Antes de procedermos à autopsia, relembremos o significado desta última palavra: República. É possível atribuí-la dois (até três ou mais, mas prefiro a duplicidade) sentidos na história: o da Roma antiga e o da Revolução Francesa.

O primeiro como “coisa pública” (Res Publica), e o segundo como uma palavra em si ambígua – talvez estranhe o leitor, à primeira vista, a metalinguagem para explicar algo aparentemente óbvio, mas é justamente aí que está a origem do que quero dizer – que coloca em perspectiva justamente o que é “público”; o que é, enfim, ligado à noção de “povo”.
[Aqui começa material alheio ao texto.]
//! Application input events.
//!
//! [`AppEvent`] drives the [`crate::App`] state machine. Events come from user
//! interaction and ticks, or are translated from client actions by the
//! [`crate::Bridge`].
//!
//! [`NetworkEvent`] is what a [`crate::Driver`] reports back after performing
//! I/O. The bridge turns it into client events.

use huddle_client::{BatchRequest, LinkState, PageKind};
use huddle_proto::{
    Message, RoomId,
    api::{BotProfile, MemberProfile},
};

use crate::{KeyInput, MessageView};

/// Events processed by the App state machine.
#[derive(Debug, Clone)]
pub enum AppEvent {
    /// Keyboard input.
    Key(KeyInput),

    /// Periodic tick.
    Tick,

    /// Terminal resize (columns, rows).
    Resize(u16, u16),

    /// The active room's link changed state.
    LinkChanged {
        /// Room the link serves.
        room_id: RoomId,
        /// New state.
        state: LinkState,
    },

    /// The active room's messages changed.
    MessagesUpdated {
        /// Room shown.
        room_id: RoomId,
        /// Messages in ascending id order.
        messages: Vec<MessageView>,
        /// Older history can be loaded.
        has_more: bool,
    },

    /// Scroll to the newest message.
    ScrollToBottom {
        /// Room shown.
        room_id: RoomId,
    },

    /// A message arrived while scrolled up.
    NewMessages {
        /// Room shown.
        room_id: RoomId,
    },

    /// The compose line was sent.
    MessageSent,

    /// Bot choice took effect.
    BotSelected {
        /// Chosen bot name, or `None` when cleared.
        name: Option<String>,
    },

    /// Error occurred.
    Error {
        /// Error description.
        message: String,
    },
}

/// Results of I/O performed by a driver.
#[derive(Debug, Clone)]
pub enum NetworkEvent {
    /// A room link is established.
    LinkUp {
        /// Room the link serves.
        room_id: RoomId,
    },

    /// A room link failed or was lost.
    LinkDown {
        /// Room the link serves.
        room_id: RoomId,
        /// Failure description.
        reason: String,
    },

    /// Live push on a room link.
    LiveMessage {
        /// Room the link serves.
        room_id: RoomId,
        /// The message.
        message: Message,
    },

    /// History request answered.
    HistoryLoaded {
        /// Room requested.
        room_id: RoomId,
        /// Page requested.
        kind: PageKind,
        /// Entries the backend returned, including any dropped as malformed.
        returned: usize,
        /// Messages in the page.
        messages: Vec<Message>,
    },

    /// History request failed.
    HistoryFailed {
        /// Room requested.
        room_id: RoomId,
        /// Page requested.
        kind: PageKind,
        /// Failure description.
        reason: String,
    },

    /// Reply lookup answered.
    RepliesLoaded {
        /// The request being answered.
        request: BatchRequest,
        /// Messages found.
        messages: Vec<Message>,
    },

    /// Reply lookup failed.
    RepliesFailed {
        /// The request that failed.
        request: BatchRequest,
        /// Failure description.
        reason: String,
    },

    /// Members and bots of a room arrived.
    RosterLoaded {
        /// Room requested.
        room_id: RoomId,
        /// Human members.
        members: Vec<MemberProfile>,
        /// Chatbots.
        bots: Vec<BotProfile>,
    },

    /// Roster request failed. Names fall back to placeholders.
    RosterFailed {
        /// Room requested.
        room_id: RoomId,
        /// Failure description.
        reason: String,
    },

    /// Outcome of a telemetry batch submission.
    TelemetryResult {
        /// Batch reported.
        batch_id: u64,
        /// True if accepted.
        ok: bool,
    },

    /// Network became available.
    Online,

    /// Network went away.
    Offline,
}
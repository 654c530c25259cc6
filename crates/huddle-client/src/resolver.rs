//! Reply target lookups.
//!
//! Reply targets missing from the store are fetched by id in batches. An id is
//! in at most one request at a time, and an id a lookup could not produce is
//! never requested again.

use std::collections::{BTreeMap, BTreeSet};

use huddle_proto::{MessageId, RoomId};
use tracing::debug;

/// Batch lookup to issue.
#[derive(Debug, Clone, PartialEq, Eq)]
pub struct BatchRequest {
    /// Correlates the response.
    pub request_id: u64,
    /// Room the ids belong to.
    pub room_id: RoomId,
    /// Ids to fetch, ascending.
    pub msg_ids: Vec<MessageId>,
}

/// Result of settling a request.
#[derive(Debug, Clone, PartialEq, Eq)]
pub struct ResolverOutcome {
    /// Every id the request asked for.
    pub requested: Vec<MessageId>,
    /// Ids now given up on.
    pub unavailable: Vec<MessageId>,
}

/// Tracks in-flight reply lookups for the active room.
#[derive(Debug, Clone, Default)]
pub struct ReplyResolver {
    in_flight: BTreeMap<u64, BTreeSet<MessageId>>,
    given_up: BTreeSet<MessageId>,
    next_request_id: u64,
}

impl ReplyResolver {
    /// Create a resolver with nothing in flight.
    pub fn new() -> Self {
        Self::default()
    }

    /// Number of unanswered requests.
    pub fn in_flight(&self) -> usize {
        self.in_flight.len()
    }

    /// True if `id` is part of an unanswered request.
    pub fn is_in_flight(&self, id: MessageId) -> bool {
        self.in_flight.values().any(|ids| ids.contains(&id))
    }

    /// True if `id` will never be requested again.
    pub fn is_given_up(&self, id: MessageId) -> bool {
        self.given_up.contains(&id)
    }

    /// Build one request for the missing ids not already in flight or given
    /// up on. Returns `None` when nothing is left to ask for.
    pub fn schedule(
        &mut self,
        room_id: RoomId,
        missing: impl IntoIterator<Item = MessageId>,
    ) -> Option<BatchRequest> {
        let ids: BTreeSet<MessageId> = missing
            .into_iter()
            .filter(|id| !self.given_up.contains(id) && !self.is_in_flight(*id))
            .collect();

        if ids.is_empty() {
            return None;
        }

        self.next_request_id += 1;
        let request_id = self.next_request_id;
        let msg_ids: Vec<_> = ids.iter().copied().collect();
        self.in_flight.insert(request_id, ids);

        debug!(request_id, count = msg_ids.len(), "scheduling reply lookup");
        Some(BatchRequest { request_id, room_id, msg_ids })
    }

    /// A request was answered. Ids missing from `found` are given up on.
    ///
    /// Returns `None` for an unknown or already settled request.
    pub fn complete(&mut self, request_id: u64, found: &[MessageId]) -> Option<ResolverOutcome> {
        let ids = self.in_flight.remove(&request_id)?;

        let unavailable: Vec<_> = ids.iter().copied().filter(|id| !found.contains(id)).collect();
        self.given_up.extend(unavailable.iter().copied());

        Some(ResolverOutcome { requested: ids.into_iter().collect(), unavailable })
    }

    /// A request failed. All its ids are given up on.
    pub fn fail(&mut self, request_id: u64) -> Option<ResolverOutcome> {
        self.complete(request_id, &[])
    }

    /// Forget everything (room switch). Request ids keep increasing so late
    /// responses never match a new request.
    pub fn clear(&mut self) {
        self.in_flight.clear();
        self.given_up.clear();
    }
}
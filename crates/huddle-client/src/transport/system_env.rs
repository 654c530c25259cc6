//! Production environment.
//!
//! Real monotonic time, OS randomness and tokio sleeps. Not reproducible; the
//! simulation harness provides the deterministic counterpart.

use std::time::Duration;

use huddle_core::env::Environment;

/// Production environment using system time and OS randomness.
///
/// # Panics
///
/// Panics if the OS RNG fails.
#[derive(Clone, Default)]
pub struct SystemEnv;

impl SystemEnv {
    /// Create a system environment.
    #[must_use]
    pub fn new() -> Self {
        Self
    }
}

impl Environment for SystemEnv {
    type Instant = std::time::Instant;

    #[allow(clippy::disallowed_methods)]
    fn now(&self) -> Self::Instant {
        std::time::Instant::now()
    }

    fn sleep(&self, duration: Duration) -> impl std::future::Future<Output = ()> + Send {
        tokio::time::sleep(duration)
    }

    #[allow(clippy::expect_used)]
    fn random_bytes(&self, buffer: &mut [u8]) {
        getrandom::fill(buffer).expect("invariant: OS RNG is available");
    }

    #[allow(clippy::disallowed_methods)]
    fn wall_clock_millis(&self) -> u64 {
        std::time::SystemTime::now()
            .duration_since(std::time::UNIX_EPOCH)
            .map_or(0, |elapsed| elapsed.as_millis() as u64)
    }
}
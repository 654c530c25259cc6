//! Outbound message payload.

use serde::{Deserialize, Serialize};

use crate::{BotId, MessageId, MsgType, ProtocolError, RoomId, UserId};

/// JSON body published on the real-time channel to send a message.
///
/// `bot_id` and `reply_to_msg_id` are always present on the wire, as `null`
/// when unused.
#[derive(Debug, Clone, PartialEq, Eq, Serialize, Deserialize)]
#[serde(rename_all = "camelCase")]
pub struct OutboundFrame {
    /// Target room.
    pub group_id: RoomId,
    /// Authoring user.
    pub sender_id: UserId,
    /// Trimmed message content.
    pub content: String,
    /// [`MsgType::Bot`] when a bot is addressed.
    pub msg_type: MsgType,
    /// Composition time in Unix milliseconds.
    pub create_time: u64,
    /// Addressed bot.
    pub bot_id: Option<BotId>,
    /// Replied-to message.
    pub reply_to_msg_id: Option<MessageId>,
}

impl OutboundFrame {
    /// Serialize to JSON.
    pub fn to_json(&self) -> Result<String, ProtocolError> {
        Ok(serde_json::to_string(self)?)
    }

    /// Parse from JSON.
    pub fn from_json(json: &str) -> Result<Self, ProtocolError> {
        Ok(serde_json::from_str(json)?)
    }
}
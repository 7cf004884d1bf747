//! Chatbot module - the live persona bot.

pub mod database;
pub mod debounce;
pub mod engine;
pub mod generator;
pub mod telegram;
pub mod warmup;

pub use database::{Account, Database};
pub use debounce::{ChatTransport, DebounceScheduler, DelayWindow, ReplyGenerator, SchedulerConfig};
pub use engine::{ChatMessage, PersonaEngine};
pub use generator::ModelClient;
pub use telegram::TelegramClient;
pub use warmup::WarmupPool;
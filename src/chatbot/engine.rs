//! Persona engine - wires inbound private messages to the debounce scheduler.

use std::sync::Arc;

use tracing::{debug, error, info};

use crate::chatbot::database::Database;
use crate::chatbot::debounce::{ChatTransport, DebounceScheduler, ReplyGenerator, SchedulerConfig};

/// An inbound private message, already stripped to what the engine needs.
#[derive(Debug, Clone)]
pub struct ChatMessage {
    pub chat_id: i64,
    pub user_id: i64,
    pub username: String,
    pub timestamp: String,
    pub text: String,
}

/// The persona engine.
///
/// Resolves the counterparty's persona label for every inbound message and
/// hands the message to the scheduler. The label store is the only state it
/// touches; everything timing-related lives in the scheduler.
pub struct PersonaEngine<G, T> {
    database: Arc<Database>,
    scheduler: DebounceScheduler<G, T>,
    transport: Arc<T>,
    owner_chat_id: Option<i64>,
}

impl<G: ReplyGenerator, T: ChatTransport> PersonaEngine<G, T> {
    pub fn new(
        config: SchedulerConfig,
        owner_chat_id: Option<i64>,
        database: Arc<Database>,
        generator: Arc<G>,
        transport: Arc<T>,
    ) -> Self {
        let scheduler = DebounceScheduler::new(config, generator, transport.clone());
        Self {
            database,
            scheduler,
            transport,
            owner_chat_id,
        }
    }

    /// Handle an incoming private message.
    pub async fn handle_message(&self, msg: ChatMessage) {
        if msg.text.trim().is_empty() {
            debug!("Dropping empty message from {}", msg.user_id);
            return;
        }

        info!(
            "📨 {} ({}) {}: \"{}\"",
            msg.username,
            msg.user_id,
            msg.timestamp,
            msg.text.chars().take(50).collect::<String>()
        );

        let label = self.database.resolve_label(msg.user_id);
        self.scheduler.on_message(msg.chat_id, msg.text, label).await;
    }

    /// Owner maintenance commands. Returns true when the message was
    /// consumed and must not reach the persona.
    ///
    /// `/label <user_id> <label>` re-labels a counterparty; the next flush
    /// for that conversation picks the new label up.
    pub async fn handle_command(&self, msg: &ChatMessage) -> bool {
        if Some(msg.chat_id) != self.owner_chat_id || !msg.text.starts_with('/') {
            return false;
        }

        let mut parts = msg.text.split_whitespace();
        match parts.next() {
            Some("/label") => {
                let reply = match (
                    parts.next().and_then(|s| s.parse::<i64>().ok()),
                    parts.next(),
                ) {
                    (Some(user_id), Some(label)) => {
                        self.database.set_label(user_id, label);
                        info!("Relabeled {} as '{}'", user_id, label);
                        format!("{user_id} → {label}")
                    }
                    _ => "usage: /label <user_id> <label>".to_string(),
                };
                if let Err(e) = self.transport.send_message(msg.chat_id, &reply, true).await {
                    error!("Failed to answer command: {}", e);
                }
                true
            }
            _ => false,
        }
    }

    /// Send a lifecycle notice to the owner chat. Best-effort.
    pub async fn notify_owner(&self, text: &str) {
        let Some(owner_chat_id) = self.owner_chat_id else {
            return;
        };

        info!("Notifying owner ({})", owner_chat_id);
        if let Err(e) = self.transport.send_message(owner_chat_id, text, true).await {
            error!("Failed to notify owner: {}", e);
        }
    }
}
//! Telegram client using teloxide.

use async_trait::async_trait;
use teloxide::prelude::*;
use teloxide::types::ChatAction;
use tracing::{debug, warn};

use crate::chatbot::debounce::ChatTransport;

/// Telegram API client for one bot account.
pub struct TelegramClient {
    bot: Bot,
}

impl TelegramClient {
    pub fn new(bot: Bot) -> Self {
        Self { bot }
    }
}

#[async_trait]
impl ChatTransport for TelegramClient {
    async fn read_history(&self, chat_id: i64) -> Result<(), String> {
        // The Bot API exposes no read-receipt call; only user-account
        // transports can mark a dialog as read.
        debug!("No read receipt available for chat {}", chat_id);
        Ok(())
    }

    async fn send_typing(&self, chat_id: i64) -> Result<(), String> {
        self.bot
            .send_chat_action(ChatId(chat_id), ChatAction::Typing)
            .await
            .map(|_| ())
            .map_err(|e| {
                let msg = format!("Failed to send typing action: {e}");
                warn!("{}", msg);
                msg
            })
    }

    async fn send_message(&self, chat_id: i64, text: &str, notify: bool) -> Result<i64, String> {
        let mut request = self.bot.send_message(ChatId(chat_id), text);
        if !notify {
            request = request.disable_notification(true);
        }

        request.await.map(|msg| msg.id.0 as i64).map_err(|e| {
            let msg = format!("Failed to send: {e}");
            warn!("{}", msg);
            msg
        })
    }
}
//! Per-conversation debounce and delayed-reply scheduling.
//!
//! Incoming private messages are accumulated per counterparty. The first
//! message of a burst opens a batch and schedules a flush after a randomized
//! delay; later messages ride along without extending that delay, which keeps
//! worst-case reply latency bounded no matter how long the burst goes on.
//! When the timer fires, the batch is drained in one unit, the persona model
//! produces a single reply, and the reply is sent with a typing pause.

use std::collections::hash_map::Entry;
use std::collections::HashMap;
use std::sync::Arc;
use std::time::Duration;

use async_trait::async_trait;
use rand::Rng;
use tokio::sync::{Mutex, Semaphore};
use tokio::task::JoinHandle;
use tokio::time::sleep;
use tracing::{debug, error, info, warn};

/// Produces one in-character reply for a drained batch of messages.
///
/// `text` is the batch joined with newlines, in arrival order. May take
/// arbitrarily long; the scheduler never cancels a generation in flight.
#[async_trait]
pub trait ReplyGenerator: Send + Sync + 'static {
    async fn generate(&self, label: &str, text: &str) -> Result<String, String>;
}

/// Outbound side of the chat service.
#[async_trait]
pub trait ChatTransport: Send + Sync + 'static {
    /// Mark the conversation as read. Best-effort.
    async fn read_history(&self, chat_id: i64) -> Result<(), String>;

    /// Show a typing indicator. Best-effort.
    async fn send_typing(&self, chat_id: i64) -> Result<(), String>;

    /// Deliver a message. `notify = false` suppresses the recipient's
    /// notification. Returns the sent message id.
    async fn send_message(&self, chat_id: i64, text: &str, notify: bool) -> Result<i64, String>;
}

/// Inclusive delay window in milliseconds, sampled uniformly per use.
#[derive(Debug, Clone)]
pub struct DelayWindow {
    min_ms: u64,
    max_ms: u64,
}

impl DelayWindow {
    /// Invariant: `min_ms <= max_ms` (config validation enforces this for
    /// user-supplied windows).
    pub fn from_millis(min_ms: u64, max_ms: u64) -> Self {
        assert!(min_ms <= max_ms, "delay window is inverted");
        Self { min_ms, max_ms }
    }

    pub fn from_secs(min_secs: u64, max_secs: u64) -> Self {
        Self::from_millis(min_secs * 1000, max_secs * 1000)
    }

    fn sample(&self) -> Duration {
        let ms = rand::thread_rng().gen_range(self.min_ms..=self.max_ms);
        Duration::from_millis(ms)
    }
}

/// Scheduler tuning.
#[derive(Debug, Clone)]
pub struct SchedulerConfig {
    /// Delay between the first message of a burst and its flush.
    pub reply_delay: DelayWindow,
    /// Pause between the typing indicator and the actual send.
    pub typing_delay: DelayWindow,
    /// Cap on reply pipelines running at once, across all conversations.
    pub max_concurrent_flushes: usize,
}

impl Default for SchedulerConfig {
    fn default() -> Self {
        Self {
            reply_delay: DelayWindow::from_secs(10, 70),
            typing_delay: DelayWindow::from_secs(5, 15),
            max_concurrent_flushes: 8,
        }
    }
}

/// Messages accumulated for one conversation since its last flush.
struct PendingBatch {
    /// Arrival order, never reordered.
    fragments: Vec<String>,
    /// Handle to the scheduled flush task. Kept so the flush could be
    /// aborted if in-flight work ever needs shedding; dropping the handle
    /// does not cancel the task.
    #[allow(dead_code)]
    flush: JoinHandle<()>,
}

/// Coalesces bursts of messages per conversation into single delayed replies.
///
/// At most one flush task is scheduled per conversation with an open batch.
/// A batch is removed from the table the moment its flush starts draining,
/// before any fallible work, so a failed reply never wedges the conversation
/// and a new batch can open while the old reply is still being produced.
pub struct DebounceScheduler<G, T> {
    inner: Arc<SchedulerInner<G, T>>,
}

struct SchedulerInner<G, T> {
    pending: Mutex<HashMap<i64, PendingBatch>>,
    generator: Arc<G>,
    transport: Arc<T>,
    config: SchedulerConfig,
    flush_permits: Semaphore,
}

impl<G, T> Clone for DebounceScheduler<G, T> {
    fn clone(&self) -> Self {
        Self { inner: self.inner.clone() }
    }
}

impl<G: ReplyGenerator, T: ChatTransport> DebounceScheduler<G, T> {
    pub fn new(config: SchedulerConfig, generator: Arc<G>, transport: Arc<T>) -> Self {
        let flush_permits = Semaphore::new(config.max_concurrent_flushes);
        Self {
            inner: Arc::new(SchedulerInner {
                pending: Mutex::new(HashMap::new()),
                generator,
                transport,
                config,
                flush_permits,
            }),
        }
    }

    /// Record an inbound message for `chat_id`.
    ///
    /// Opens a batch and schedules its flush if none is open, otherwise
    /// appends to the open batch. The already-scheduled flush delay is never
    /// reset. `text` is trusted non-empty; the inbound wrapper filters empty
    /// payloads before they get here.
    pub async fn on_message(&self, chat_id: i64, text: String, label: String) {
        let mut pending = self.inner.pending.lock().await;
        match pending.entry(chat_id) {
            Entry::Occupied(mut open) => {
                let batch = open.get_mut();
                batch.fragments.push(text);
                debug!(
                    "Appended fragment for {} ({} pending)",
                    chat_id,
                    batch.fragments.len()
                );
            }
            Entry::Vacant(slot) => {
                let delay = self.inner.config.reply_delay.sample();
                debug!("Opened batch for {}, flush in {:?}", chat_id, delay);
                let scheduler = self.clone();
                let flush = tokio::spawn(async move {
                    sleep(delay).await;
                    if let Err(e) = scheduler.flush(chat_id, &label).await {
                        error!("Flush for {} failed: {}", chat_id, e);
                    }
                });
                slot.insert(PendingBatch {
                    fragments: vec![text],
                    flush,
                });
            }
        }
    }

    /// Drain the batch for `chat_id` and deliver one reply.
    ///
    /// Invoked only by the task scheduled in `on_message`. A missing batch
    /// is a clean no-op. The table entry is removed before the first
    /// fallible step; from that point a new batch may open for the same
    /// conversation independently of this flush's outcome.
    async fn flush(&self, chat_id: i64, label: &str) -> Result<(), String> {
        let joined = {
            let mut pending = self.inner.pending.lock().await;
            match pending.remove(&chat_id) {
                Some(batch) => batch.fragments.join("\n"),
                None => return Ok(()),
            }
        };

        let _permit = self
            .inner
            .flush_permits
            .acquire()
            .await
            .map_err(|_| "flush pool closed".to_string())?;

        if let Err(e) = self.inner.transport.read_history(chat_id).await {
            debug!("Read receipt for {} failed: {}", chat_id, e);
        }

        let reply = self.inner.generator.generate(label, &joined).await?;

        // The reply already exists at this point; the pause below is pure
        // typing simulation, not computation latency.
        if let Err(e) = self.inner.transport.send_typing(chat_id).await {
            warn!("Typing indicator for {} failed: {}", chat_id, e);
        }
        sleep(self.inner.config.typing_delay.sample()).await;

        self.inner
            .transport
            .send_message(chat_id, &reply, false)
            .await?;
        info!("Replied to {} ({} chars)", chat_id, reply.len());
        Ok(())
    }
}
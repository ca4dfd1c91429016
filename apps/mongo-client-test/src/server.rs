//! The metrics endpoint.

use axum::{Router, middleware, routing::get};
use core_config::server::ServerConfig;
use observability::{metrics_handler, middleware::metrics_middleware};
use std::io;
use tokio::net::TcpListener;
use tokio::sync::watch;
use tower_http::trace::TraceLayer;
use tracing::{error, info};

use crate::shutdown::wait_for_shutdown;

/// Body of every non-metrics path
pub const FALLBACK_BODY: &str = "OK";

async fn fallback() -> &'static str {
    FALLBACK_BODY
}

/// `GET /metrics` in text exposition format, `OK` everywhere else
pub fn router() -> Router {
    Router::new()
        .route("/metrics", get(metrics_handler))
        .fallback(fallback)
        .layer(middleware::from_fn(metrics_middleware))
        .layer(TraceLayer::new_for_http())
}

/// Bind the metrics port. Fails when the address is taken.
pub async fn bind(config: &ServerConfig) -> io::Result<TcpListener> {
    let address = config.address();
    let listener = TcpListener::bind(&address).await.inspect_err(|e| {
        error!(address = %address, error = %e, "Failed to bind metrics server");
    })?;

    info!("Metrics server listening on {}", listener.local_addr()?);
    Ok(listener)
}

/// Serve [`router`] until `shutdown` flips, then drain in-flight requests
pub async fn serve(listener: TcpListener, shutdown: watch::Receiver<bool>) -> io::Result<()> {
    axum::serve(listener, router())
        .with_graceful_shutdown(wait_for_shutdown(shutdown))
        .await
        .inspect_err(|e| {
            error!("Server encountered an error: {:?}", e);
        })?;

    info!("Metrics server stopped");
    Ok(())
}

#[cfg(test)]
mod tests {
    use super::*;
    use axum::body::{Body, to_bytes};
    use http::{Request, StatusCode};
    use tower::ServiceExt;

    async fn get_text(uri: &str) -> (StatusCode, String) {
        let response = router()
            .oneshot(Request::builder().uri(uri).body(Body::empty()).unwrap())
            .await
            .unwrap();
        let status = response.status();
        let body = to_bytes(response.into_body(), usize::MAX).await.unwrap();
        (status, String::from_utf8(body.to_vec()).unwrap())
    }

    #[tokio::test]
    async fn test_fallback_answers_ok() {
        let (status, body) = get_text("/").await;
        assert_eq!(status, StatusCode::OK);
        assert_eq!(body, "OK");

        let (status, body) = get_text("/healthz").await;
        assert_eq!(status, StatusCode::OK);
        assert_eq!(body, "OK");
    }

    #[tokio::test]
    async fn test_bind_fails_on_occupied_port() {
        let taken = bind(&ServerConfig::new("127.0.0.1".to_string(), 0))
            .await
            .unwrap();
        let port = taken.local_addr().unwrap().port();

        let err = bind(&ServerConfig::new("127.0.0.1".to_string(), port))
            .await
            .unwrap_err();
        assert_eq!(err.kind(), io::ErrorKind::AddrInUse);
    }

    #[tokio::test]
    async fn test_serve_stops_on_shutdown() {
        let (tx, rx) = watch::channel(false);
        let config = ServerConfig::new("127.0.0.1".to_string(), 0);
        let listener = bind(&config).await.unwrap();
        let server = tokio::spawn(serve(listener, rx));

        tx.send(true).unwrap();
        let result = tokio::time::timeout(std::time::Duration::from_secs(5), server)
            .await
            .expect("server stopped")
            .unwrap();
        assert!(result.is_ok());
    }
}
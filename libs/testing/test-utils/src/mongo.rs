//! MongoDB test infrastructure
//!
//! Provides a `TestMongo` helper that starts a MongoDB container for testing.

use mongodb::Client;
use testcontainers::runners::AsyncRunner;
use testcontainers::{ContainerAsync, ImageExt};
use testcontainers_modules::mongo::Mongo;

/// Test MongoDB wrapper that ensures proper cleanup
///
/// The container is automatically stopped and removed when this struct is dropped.
///
/// ```no_run
/// use test_utils::TestMongo;
///
/// # async fn example() {
/// let mongo = TestMongo::new().await;
/// let db = mongo.client().database("demo");
/// # }
/// ```
pub struct TestMongo {
    #[allow(dead_code)]
    container: ContainerAsync<Mongo>,
    client: Client,
    pub connection_string: String,
}

impl TestMongo {
    /// Create a new standalone MongoDB instance (image `mongo:8`)
    pub async fn new() -> Self {
        let container = Mongo::default()
            .with_tag("8")
            .start()
            .await
            .expect("Failed to start MongoDB container");

        let host_port = container
            .get_host_port_ipv4(27017)
            .await
            .expect("Failed to get MongoDB port");

        let connection_string = format!("mongodb://127.0.0.1:{}", host_port);

        let client = Client::with_uri_str(&connection_string)
            .await
            .expect("Failed to create MongoDB client");

        tracing::info!(port = host_port, "Test MongoDB ready (mongo:8)");

        Self {
            container,
            client,
            connection_string,
        }
    }

    /// Connection string with `database` as the default database
    pub fn url_for(&self, database: &str) -> String {
        format!("{}/{}", self.connection_string, database)
    }

    pub fn client(&self) -> &Client {
        &self.client
    }
}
Diremos que em Roma distinguia-se a populos, classe formada pelos autênticos cidadãos romanos, inicialmente apenas patrícios (classe aristocrática), da plebs, composta pelos da classe inferior, que viriam a ter reconhecidos alguns direitos políticos mais tarde. Assim, a res publica era essencialmente ligada à aristocracia.

Sobre a perspectiva francesa, diremos que a burguesia, situada numa divisão estamental de classes, divididas entre nobreza, clero e povo, que àquele tempo pertencia e também se enxergava como povo (ou seja, junto com os proletários) havia conseguido maior poder político perante a Assembleia dos Estados Gerais do Reino da França, igualando-se em poder de voto às outras duas classes. Nobreza e Clero, inconformados, decidiram retirar-se da mesma. Então, Mirabeau, famoso orador burguês, aproveitou-se do momento para questionar a denominação adotada, propondo rebatizá-la de Assembleia do Povo Francês. Juristas questionaram-no: “Que é povo? Populus ou Plebs?”. Respondeu Mirabeau que havia escolhido a palavra por sua ambiguidade.

Nascia uma pretensa, quiçá falsa, tentativa de democratizar a noção de República. Falando-se em democracia, não gastaremos mais do que três palavras para aclarar seu significado: poder da maioria.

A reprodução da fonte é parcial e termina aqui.